(Beginning of DATASET ENTRIES)
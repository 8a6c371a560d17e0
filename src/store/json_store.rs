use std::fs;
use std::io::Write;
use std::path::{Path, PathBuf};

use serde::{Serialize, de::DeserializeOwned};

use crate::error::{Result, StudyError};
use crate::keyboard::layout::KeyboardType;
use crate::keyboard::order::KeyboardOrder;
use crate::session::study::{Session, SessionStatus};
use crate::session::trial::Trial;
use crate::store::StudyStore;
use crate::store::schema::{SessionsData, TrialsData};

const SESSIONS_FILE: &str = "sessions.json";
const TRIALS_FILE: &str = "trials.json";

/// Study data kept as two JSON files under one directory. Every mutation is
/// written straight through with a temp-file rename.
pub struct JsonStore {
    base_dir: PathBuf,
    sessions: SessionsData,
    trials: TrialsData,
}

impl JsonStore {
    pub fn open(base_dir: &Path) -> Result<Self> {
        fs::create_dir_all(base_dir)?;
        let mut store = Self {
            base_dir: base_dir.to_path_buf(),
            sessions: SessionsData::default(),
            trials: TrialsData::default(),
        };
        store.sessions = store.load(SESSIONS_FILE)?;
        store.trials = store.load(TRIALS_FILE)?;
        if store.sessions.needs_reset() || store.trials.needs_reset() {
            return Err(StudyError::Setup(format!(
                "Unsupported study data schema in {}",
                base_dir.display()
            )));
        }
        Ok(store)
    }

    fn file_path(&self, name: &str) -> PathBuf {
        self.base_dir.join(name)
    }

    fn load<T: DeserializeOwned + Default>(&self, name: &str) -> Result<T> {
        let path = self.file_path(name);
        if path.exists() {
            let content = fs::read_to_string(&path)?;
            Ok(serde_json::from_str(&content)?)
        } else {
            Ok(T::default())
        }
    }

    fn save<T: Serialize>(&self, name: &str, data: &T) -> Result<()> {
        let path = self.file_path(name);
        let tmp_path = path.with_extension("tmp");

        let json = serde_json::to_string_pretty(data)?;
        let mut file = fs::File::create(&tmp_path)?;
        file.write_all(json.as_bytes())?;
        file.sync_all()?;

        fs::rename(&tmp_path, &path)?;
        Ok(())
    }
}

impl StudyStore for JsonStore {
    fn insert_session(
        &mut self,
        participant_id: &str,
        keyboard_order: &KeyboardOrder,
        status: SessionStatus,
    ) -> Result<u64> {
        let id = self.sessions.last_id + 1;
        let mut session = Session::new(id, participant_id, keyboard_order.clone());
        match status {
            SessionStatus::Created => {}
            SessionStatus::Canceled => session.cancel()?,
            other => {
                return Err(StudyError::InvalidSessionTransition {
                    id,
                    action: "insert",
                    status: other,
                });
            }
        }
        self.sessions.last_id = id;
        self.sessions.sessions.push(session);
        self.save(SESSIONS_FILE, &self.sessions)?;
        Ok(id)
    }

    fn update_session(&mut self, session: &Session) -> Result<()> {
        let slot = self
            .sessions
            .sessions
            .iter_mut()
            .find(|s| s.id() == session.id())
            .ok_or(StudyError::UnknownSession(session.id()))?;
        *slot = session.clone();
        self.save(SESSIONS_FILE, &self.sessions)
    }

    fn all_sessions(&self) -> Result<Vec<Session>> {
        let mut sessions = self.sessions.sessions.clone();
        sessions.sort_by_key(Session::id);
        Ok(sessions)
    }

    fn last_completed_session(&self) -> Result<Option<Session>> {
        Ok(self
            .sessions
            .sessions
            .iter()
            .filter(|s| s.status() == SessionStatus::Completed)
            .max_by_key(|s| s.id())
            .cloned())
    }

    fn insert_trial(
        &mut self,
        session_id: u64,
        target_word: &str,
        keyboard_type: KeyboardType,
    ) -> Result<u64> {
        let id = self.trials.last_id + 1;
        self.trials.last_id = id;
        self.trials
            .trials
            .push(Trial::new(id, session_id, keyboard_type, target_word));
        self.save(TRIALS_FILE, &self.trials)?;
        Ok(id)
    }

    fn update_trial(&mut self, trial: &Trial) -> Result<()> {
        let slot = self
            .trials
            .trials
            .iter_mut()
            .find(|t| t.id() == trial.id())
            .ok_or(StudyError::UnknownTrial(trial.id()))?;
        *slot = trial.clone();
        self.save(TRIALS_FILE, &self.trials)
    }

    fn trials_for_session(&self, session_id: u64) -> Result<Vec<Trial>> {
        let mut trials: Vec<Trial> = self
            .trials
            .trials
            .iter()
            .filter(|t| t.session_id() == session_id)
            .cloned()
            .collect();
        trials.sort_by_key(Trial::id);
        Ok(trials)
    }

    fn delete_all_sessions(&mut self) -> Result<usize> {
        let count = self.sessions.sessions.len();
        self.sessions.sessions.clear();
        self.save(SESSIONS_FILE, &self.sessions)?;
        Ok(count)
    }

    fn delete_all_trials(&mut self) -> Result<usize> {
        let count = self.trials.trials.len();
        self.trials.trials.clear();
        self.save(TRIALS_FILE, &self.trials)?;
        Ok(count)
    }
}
(End of DATASET ENTRIES)
There is a run of lines above from the one with "fn save<T: Serialize>(&self, name: &str, data: &T)" to the one with "file.sync_all()?;"; print exactly that run, both ends included, and nothing else.

    fn save<T: Serialize>(&self, name: &str, data: &T) -> Result<()> {
        let path = self.file_path(name);
        let tmp_path = path.with_extension("tmp");

        let json = serde_json::to_string_pretty(data)?;
        let mut file = fs::File::create(&tmp_path)?;
        file.write_all(json.as_bytes())?;
        file.sync_all()?;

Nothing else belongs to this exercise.